## Problem details
Copy each line of the records below that has "execute" in it.

Saved entries:
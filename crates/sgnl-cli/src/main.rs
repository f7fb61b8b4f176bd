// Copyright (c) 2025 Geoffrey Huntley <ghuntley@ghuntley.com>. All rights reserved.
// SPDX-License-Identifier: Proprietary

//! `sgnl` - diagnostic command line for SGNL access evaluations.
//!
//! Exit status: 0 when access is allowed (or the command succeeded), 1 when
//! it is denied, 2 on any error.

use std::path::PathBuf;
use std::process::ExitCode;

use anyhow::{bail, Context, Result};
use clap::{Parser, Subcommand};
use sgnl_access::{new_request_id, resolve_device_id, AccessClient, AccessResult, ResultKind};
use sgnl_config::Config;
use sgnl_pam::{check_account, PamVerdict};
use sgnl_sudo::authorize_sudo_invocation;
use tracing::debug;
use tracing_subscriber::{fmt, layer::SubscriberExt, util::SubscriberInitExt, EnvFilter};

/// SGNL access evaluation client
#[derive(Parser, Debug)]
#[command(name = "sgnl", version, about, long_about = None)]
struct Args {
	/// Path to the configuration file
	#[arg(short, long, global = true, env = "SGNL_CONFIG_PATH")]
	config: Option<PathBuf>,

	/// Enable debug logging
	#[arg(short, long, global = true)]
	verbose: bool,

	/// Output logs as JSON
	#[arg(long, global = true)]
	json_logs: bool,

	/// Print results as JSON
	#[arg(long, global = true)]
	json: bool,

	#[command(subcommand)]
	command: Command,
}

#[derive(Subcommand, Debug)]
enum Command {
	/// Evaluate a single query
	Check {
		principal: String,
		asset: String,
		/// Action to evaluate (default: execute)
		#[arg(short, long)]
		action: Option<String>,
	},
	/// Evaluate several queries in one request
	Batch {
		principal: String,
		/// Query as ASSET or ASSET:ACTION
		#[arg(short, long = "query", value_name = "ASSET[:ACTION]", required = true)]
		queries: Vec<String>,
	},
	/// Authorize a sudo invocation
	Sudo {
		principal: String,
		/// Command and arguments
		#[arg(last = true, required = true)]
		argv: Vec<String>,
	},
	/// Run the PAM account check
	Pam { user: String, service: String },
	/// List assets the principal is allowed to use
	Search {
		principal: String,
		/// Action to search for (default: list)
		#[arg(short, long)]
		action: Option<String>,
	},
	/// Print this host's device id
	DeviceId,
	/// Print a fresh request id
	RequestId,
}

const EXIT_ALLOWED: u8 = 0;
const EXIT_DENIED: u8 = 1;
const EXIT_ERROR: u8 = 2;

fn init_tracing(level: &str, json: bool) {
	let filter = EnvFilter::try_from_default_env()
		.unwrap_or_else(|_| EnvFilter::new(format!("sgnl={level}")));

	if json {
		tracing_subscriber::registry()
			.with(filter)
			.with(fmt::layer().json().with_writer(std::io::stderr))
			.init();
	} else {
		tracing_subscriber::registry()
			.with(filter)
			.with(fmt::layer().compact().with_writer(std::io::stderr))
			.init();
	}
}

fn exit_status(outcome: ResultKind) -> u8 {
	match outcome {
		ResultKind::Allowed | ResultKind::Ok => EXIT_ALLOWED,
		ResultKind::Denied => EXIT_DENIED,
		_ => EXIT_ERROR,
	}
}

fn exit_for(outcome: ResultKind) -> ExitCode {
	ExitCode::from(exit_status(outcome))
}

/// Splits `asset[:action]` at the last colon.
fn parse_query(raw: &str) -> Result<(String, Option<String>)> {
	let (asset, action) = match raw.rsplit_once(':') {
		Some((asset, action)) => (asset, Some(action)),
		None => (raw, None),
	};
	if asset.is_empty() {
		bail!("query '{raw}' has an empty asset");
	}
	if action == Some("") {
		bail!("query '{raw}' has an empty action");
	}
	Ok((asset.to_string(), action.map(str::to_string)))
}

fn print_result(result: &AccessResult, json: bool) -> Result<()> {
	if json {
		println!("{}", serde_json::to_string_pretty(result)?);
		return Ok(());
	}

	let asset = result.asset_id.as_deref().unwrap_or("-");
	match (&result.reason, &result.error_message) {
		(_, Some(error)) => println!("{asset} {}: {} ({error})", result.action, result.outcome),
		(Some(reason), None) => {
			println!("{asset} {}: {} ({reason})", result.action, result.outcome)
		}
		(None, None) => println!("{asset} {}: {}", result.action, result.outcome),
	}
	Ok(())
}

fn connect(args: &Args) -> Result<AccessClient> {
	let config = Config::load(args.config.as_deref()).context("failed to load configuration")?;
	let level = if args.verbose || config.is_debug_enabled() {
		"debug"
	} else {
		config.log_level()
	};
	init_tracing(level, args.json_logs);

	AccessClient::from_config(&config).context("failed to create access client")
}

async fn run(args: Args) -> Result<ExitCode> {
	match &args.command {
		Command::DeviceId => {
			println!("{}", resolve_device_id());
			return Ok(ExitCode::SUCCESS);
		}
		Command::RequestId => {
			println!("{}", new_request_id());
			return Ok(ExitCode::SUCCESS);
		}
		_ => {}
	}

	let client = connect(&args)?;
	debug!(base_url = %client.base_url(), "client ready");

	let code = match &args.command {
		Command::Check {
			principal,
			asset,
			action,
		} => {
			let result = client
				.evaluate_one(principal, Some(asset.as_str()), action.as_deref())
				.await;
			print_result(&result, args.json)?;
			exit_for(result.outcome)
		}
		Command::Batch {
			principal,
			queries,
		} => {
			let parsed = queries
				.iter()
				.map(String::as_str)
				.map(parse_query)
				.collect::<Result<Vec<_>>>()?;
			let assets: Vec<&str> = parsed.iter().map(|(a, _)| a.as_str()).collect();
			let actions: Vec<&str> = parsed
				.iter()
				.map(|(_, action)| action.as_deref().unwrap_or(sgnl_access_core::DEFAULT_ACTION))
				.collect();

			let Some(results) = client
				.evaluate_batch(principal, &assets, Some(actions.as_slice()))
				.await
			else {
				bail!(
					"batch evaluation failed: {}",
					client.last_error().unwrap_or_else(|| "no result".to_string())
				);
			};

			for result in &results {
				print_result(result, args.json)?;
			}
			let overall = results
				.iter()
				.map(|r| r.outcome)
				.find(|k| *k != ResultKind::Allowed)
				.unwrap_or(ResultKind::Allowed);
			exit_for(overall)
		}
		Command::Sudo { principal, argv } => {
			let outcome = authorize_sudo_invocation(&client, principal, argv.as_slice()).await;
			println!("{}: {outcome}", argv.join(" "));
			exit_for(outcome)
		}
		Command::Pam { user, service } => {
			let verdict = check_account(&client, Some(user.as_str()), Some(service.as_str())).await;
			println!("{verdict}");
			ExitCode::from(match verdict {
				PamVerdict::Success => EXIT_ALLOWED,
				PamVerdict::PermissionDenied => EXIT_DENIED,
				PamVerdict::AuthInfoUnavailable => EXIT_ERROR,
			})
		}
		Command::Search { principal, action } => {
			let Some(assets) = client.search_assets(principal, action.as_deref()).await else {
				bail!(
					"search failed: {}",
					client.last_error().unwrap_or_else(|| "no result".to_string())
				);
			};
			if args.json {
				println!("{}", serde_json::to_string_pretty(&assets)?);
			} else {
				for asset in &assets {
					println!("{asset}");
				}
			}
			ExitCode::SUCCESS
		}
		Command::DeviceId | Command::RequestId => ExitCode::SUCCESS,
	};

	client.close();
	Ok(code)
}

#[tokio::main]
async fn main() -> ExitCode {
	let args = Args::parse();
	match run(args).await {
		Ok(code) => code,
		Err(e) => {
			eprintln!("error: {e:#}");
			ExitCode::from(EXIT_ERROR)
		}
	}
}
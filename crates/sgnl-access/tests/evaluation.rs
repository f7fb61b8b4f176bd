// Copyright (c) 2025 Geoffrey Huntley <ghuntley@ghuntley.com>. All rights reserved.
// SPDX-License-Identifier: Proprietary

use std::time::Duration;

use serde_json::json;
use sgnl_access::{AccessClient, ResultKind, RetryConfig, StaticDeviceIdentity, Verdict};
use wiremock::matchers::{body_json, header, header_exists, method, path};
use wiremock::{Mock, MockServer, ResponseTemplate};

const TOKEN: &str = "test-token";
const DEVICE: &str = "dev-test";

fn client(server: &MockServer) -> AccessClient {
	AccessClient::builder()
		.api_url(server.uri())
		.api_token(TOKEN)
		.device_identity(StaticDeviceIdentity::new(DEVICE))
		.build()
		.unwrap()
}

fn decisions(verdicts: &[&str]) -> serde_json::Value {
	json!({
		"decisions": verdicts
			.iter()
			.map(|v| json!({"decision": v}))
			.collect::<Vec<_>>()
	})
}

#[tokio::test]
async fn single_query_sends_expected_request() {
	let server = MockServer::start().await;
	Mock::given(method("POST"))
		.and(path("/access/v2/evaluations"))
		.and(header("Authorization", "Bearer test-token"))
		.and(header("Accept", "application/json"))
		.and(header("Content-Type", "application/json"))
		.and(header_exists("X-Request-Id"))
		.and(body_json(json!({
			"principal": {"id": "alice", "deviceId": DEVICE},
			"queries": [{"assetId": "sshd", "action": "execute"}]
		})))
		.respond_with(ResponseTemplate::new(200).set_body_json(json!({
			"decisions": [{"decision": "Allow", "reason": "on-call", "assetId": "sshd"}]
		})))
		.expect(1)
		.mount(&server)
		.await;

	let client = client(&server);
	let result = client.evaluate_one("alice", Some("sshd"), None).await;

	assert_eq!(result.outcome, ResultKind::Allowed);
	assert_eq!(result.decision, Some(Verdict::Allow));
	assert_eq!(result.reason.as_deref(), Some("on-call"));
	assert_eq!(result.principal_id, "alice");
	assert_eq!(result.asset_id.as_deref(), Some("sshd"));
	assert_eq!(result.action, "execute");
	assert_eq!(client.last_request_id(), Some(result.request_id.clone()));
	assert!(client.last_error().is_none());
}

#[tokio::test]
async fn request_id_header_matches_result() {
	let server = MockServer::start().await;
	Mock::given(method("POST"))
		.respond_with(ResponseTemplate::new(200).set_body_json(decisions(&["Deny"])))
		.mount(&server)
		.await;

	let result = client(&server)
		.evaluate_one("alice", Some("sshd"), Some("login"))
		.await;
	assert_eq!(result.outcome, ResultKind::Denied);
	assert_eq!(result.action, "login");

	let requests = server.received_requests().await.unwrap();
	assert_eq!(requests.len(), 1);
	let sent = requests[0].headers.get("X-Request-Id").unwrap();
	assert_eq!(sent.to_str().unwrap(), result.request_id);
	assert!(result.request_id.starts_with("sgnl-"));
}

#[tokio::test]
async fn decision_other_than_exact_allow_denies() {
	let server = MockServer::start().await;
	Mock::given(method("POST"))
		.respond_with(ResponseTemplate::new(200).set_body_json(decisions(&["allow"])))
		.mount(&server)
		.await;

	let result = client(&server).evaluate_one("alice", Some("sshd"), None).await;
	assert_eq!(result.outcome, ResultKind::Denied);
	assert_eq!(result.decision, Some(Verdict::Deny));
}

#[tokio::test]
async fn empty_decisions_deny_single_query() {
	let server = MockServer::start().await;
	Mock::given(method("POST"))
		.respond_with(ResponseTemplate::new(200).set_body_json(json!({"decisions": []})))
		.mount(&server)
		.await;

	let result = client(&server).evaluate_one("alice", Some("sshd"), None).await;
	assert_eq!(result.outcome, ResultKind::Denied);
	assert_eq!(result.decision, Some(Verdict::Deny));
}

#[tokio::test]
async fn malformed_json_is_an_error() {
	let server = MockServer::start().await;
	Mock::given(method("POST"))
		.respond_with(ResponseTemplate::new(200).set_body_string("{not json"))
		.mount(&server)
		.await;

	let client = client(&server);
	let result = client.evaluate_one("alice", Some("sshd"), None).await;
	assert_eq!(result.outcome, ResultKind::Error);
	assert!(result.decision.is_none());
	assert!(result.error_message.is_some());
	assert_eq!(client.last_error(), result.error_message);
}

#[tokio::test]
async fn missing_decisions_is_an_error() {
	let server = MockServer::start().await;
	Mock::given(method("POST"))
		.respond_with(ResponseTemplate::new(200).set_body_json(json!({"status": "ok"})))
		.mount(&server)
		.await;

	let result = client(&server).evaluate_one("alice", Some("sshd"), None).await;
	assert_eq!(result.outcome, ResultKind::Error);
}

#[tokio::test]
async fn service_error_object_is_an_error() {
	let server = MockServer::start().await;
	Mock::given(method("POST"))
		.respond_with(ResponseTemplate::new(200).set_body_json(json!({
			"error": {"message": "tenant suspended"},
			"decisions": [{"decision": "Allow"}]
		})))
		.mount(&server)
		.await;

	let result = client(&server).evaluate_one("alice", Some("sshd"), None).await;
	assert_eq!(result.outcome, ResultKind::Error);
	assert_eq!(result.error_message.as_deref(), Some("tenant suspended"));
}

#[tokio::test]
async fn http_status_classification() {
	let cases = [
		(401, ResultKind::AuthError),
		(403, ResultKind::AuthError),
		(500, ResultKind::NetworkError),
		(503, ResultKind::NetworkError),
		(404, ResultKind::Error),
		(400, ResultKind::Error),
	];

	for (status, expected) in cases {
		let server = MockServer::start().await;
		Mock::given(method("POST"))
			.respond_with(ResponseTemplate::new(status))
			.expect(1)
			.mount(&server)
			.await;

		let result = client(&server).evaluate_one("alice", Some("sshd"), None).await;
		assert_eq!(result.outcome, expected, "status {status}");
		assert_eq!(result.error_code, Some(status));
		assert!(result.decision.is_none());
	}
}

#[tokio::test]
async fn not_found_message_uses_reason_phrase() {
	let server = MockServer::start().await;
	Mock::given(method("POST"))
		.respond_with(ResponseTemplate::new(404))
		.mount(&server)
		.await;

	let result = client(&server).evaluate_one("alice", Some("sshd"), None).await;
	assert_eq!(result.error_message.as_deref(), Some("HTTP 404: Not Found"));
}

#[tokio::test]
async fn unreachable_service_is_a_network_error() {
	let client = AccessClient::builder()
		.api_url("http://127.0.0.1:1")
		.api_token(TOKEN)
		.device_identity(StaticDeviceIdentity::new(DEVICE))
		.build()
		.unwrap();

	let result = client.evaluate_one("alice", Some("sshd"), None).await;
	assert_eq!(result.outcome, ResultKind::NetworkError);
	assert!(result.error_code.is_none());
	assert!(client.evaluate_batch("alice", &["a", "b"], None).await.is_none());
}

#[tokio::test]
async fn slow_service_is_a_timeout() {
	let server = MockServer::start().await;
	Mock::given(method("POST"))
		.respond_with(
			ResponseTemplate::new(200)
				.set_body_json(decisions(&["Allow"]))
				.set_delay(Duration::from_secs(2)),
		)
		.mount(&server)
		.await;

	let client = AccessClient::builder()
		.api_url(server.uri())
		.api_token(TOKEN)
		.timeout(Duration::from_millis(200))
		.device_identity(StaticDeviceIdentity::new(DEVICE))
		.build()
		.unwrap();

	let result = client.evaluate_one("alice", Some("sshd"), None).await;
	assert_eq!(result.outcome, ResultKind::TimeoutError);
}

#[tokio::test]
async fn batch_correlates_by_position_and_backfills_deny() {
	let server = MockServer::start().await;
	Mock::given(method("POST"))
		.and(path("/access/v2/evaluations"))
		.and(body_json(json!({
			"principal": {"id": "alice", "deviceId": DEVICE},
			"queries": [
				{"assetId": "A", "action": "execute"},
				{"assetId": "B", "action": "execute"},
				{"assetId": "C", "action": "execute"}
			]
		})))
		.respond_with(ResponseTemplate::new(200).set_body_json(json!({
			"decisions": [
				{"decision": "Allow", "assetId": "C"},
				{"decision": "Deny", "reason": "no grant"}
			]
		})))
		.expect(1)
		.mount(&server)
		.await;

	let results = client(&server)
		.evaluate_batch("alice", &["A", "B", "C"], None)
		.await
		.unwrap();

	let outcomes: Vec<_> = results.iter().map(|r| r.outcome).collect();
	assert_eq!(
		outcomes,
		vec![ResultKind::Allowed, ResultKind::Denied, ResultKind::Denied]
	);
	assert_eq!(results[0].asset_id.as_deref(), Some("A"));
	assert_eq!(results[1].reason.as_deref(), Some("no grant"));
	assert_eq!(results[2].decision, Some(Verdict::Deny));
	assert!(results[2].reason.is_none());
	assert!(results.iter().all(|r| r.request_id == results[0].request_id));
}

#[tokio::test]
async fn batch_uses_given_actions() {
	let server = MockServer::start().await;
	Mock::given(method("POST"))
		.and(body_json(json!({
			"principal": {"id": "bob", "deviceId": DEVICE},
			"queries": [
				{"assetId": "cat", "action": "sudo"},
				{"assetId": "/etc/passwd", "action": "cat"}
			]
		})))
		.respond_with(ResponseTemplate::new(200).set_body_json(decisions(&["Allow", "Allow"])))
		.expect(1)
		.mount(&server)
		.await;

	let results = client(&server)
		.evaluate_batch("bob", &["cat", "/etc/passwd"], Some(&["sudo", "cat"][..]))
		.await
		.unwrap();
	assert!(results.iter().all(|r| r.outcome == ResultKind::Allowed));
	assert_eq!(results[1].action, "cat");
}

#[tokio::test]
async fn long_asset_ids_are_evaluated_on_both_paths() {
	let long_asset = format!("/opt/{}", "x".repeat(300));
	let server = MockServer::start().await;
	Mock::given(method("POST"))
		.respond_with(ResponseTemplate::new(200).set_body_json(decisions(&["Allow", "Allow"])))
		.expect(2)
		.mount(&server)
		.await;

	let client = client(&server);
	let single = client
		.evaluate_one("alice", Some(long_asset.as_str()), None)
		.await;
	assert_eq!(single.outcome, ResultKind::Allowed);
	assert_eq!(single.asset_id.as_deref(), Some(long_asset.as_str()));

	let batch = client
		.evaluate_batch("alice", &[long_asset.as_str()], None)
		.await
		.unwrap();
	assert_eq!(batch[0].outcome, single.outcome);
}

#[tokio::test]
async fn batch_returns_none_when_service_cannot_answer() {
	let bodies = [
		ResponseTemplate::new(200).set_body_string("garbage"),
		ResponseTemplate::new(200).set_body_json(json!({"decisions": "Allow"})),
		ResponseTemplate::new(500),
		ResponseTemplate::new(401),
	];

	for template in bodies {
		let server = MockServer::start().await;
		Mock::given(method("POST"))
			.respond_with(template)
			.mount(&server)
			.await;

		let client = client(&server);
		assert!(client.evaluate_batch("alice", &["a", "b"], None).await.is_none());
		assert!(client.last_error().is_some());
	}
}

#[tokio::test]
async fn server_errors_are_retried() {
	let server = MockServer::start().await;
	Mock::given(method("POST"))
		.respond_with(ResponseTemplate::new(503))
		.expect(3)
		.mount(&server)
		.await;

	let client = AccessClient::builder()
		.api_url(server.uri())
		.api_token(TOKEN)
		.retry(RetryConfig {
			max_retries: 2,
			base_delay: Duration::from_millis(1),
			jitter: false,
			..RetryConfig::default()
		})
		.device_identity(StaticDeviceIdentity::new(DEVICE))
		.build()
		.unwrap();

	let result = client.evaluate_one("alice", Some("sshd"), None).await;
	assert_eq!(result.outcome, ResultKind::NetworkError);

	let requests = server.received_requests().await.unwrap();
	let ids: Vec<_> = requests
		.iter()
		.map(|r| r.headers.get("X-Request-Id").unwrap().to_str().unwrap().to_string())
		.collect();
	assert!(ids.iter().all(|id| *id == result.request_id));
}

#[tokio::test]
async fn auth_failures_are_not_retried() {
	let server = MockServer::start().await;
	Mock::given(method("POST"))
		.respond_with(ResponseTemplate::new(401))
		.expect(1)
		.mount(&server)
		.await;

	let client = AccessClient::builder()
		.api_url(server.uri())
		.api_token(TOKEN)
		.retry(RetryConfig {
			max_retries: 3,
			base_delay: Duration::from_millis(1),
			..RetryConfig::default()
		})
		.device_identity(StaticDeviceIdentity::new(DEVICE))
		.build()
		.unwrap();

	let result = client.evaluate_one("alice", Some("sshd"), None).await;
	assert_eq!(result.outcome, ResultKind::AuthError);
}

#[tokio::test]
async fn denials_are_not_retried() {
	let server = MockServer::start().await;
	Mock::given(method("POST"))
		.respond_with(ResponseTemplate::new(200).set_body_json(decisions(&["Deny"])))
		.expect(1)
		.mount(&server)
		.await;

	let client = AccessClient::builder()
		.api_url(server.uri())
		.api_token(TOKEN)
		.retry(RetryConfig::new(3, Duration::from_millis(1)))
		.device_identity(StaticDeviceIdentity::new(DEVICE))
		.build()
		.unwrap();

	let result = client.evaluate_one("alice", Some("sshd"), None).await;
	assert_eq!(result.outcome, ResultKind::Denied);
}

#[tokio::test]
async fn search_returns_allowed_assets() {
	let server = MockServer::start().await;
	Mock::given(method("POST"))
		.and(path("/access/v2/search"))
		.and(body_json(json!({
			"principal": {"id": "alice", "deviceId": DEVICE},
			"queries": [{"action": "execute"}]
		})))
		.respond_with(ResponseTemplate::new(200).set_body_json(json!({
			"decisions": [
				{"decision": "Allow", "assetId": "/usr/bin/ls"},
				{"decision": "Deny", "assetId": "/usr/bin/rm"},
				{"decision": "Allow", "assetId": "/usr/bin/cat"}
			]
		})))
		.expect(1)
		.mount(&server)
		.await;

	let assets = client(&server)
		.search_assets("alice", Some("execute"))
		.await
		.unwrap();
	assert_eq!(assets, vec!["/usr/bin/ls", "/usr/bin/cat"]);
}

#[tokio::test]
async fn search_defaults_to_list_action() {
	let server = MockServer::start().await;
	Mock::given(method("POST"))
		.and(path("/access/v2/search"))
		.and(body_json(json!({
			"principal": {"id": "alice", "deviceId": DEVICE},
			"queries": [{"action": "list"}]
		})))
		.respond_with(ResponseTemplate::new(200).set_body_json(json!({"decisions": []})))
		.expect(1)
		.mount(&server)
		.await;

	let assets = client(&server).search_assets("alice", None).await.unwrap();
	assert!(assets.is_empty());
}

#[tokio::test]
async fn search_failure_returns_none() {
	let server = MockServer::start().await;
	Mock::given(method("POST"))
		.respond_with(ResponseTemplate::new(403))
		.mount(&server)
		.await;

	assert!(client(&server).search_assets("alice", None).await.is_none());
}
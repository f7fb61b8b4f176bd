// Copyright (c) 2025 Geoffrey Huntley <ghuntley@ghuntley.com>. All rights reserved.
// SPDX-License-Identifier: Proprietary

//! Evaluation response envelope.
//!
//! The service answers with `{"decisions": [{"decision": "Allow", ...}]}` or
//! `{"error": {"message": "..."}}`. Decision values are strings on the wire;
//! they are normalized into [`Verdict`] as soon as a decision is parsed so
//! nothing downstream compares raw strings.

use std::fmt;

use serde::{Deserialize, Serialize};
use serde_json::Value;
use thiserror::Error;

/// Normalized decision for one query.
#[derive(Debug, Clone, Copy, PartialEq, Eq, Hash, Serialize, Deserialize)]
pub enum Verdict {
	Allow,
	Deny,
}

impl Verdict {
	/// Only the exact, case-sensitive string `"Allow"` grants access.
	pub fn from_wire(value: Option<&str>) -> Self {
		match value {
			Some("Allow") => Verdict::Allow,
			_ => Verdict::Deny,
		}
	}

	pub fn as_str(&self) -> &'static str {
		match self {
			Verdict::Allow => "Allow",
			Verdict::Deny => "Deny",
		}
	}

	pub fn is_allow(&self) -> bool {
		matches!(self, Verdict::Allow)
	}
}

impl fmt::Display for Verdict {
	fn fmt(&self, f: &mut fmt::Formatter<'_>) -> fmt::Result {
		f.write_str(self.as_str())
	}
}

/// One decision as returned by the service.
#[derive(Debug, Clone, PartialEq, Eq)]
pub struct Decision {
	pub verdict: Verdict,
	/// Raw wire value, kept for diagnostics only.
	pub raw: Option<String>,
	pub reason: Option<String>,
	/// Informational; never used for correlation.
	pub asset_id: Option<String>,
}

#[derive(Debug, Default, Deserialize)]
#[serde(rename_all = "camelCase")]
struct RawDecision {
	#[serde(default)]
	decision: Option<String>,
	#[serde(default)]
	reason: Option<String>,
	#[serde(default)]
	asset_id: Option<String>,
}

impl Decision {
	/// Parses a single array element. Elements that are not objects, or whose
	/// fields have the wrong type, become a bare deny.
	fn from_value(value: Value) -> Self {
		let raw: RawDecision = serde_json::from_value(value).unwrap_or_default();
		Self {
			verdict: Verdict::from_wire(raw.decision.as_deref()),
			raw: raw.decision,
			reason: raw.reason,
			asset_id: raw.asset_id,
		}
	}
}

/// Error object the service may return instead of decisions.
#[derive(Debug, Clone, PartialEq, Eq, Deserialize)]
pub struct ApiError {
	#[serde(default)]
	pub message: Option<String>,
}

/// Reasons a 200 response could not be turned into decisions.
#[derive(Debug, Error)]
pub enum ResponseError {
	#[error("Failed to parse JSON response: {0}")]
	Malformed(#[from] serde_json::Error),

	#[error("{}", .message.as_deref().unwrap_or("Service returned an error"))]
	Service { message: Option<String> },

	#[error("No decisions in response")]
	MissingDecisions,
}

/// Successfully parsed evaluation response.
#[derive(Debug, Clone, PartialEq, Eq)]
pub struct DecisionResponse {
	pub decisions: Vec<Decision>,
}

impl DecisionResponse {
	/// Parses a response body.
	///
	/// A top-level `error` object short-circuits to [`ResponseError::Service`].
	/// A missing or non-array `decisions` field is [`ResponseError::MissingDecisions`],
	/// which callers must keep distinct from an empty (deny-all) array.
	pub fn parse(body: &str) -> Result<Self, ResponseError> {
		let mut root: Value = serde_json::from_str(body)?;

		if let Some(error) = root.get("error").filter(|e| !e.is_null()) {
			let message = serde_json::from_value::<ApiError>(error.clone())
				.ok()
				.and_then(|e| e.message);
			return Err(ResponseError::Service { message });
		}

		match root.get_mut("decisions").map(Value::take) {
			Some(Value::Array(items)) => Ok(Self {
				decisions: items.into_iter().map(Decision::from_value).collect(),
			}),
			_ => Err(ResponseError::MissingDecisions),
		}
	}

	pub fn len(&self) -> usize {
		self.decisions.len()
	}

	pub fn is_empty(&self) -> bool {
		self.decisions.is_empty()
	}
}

## Solution for this problem
		/// Action to evaluate (default: execute)
			"queries": [{"assetId": "sshd", "action": "execute"}]
	assert_eq!(result.action, "execute");
				{"assetId": "A", "action": "execute"},
				{"assetId": "B", "action": "execute"},
				{"assetId": "C", "action": "execute"}
			"queries": [{"action": "execute"}]
		.search_assets("alice", Some("execute"))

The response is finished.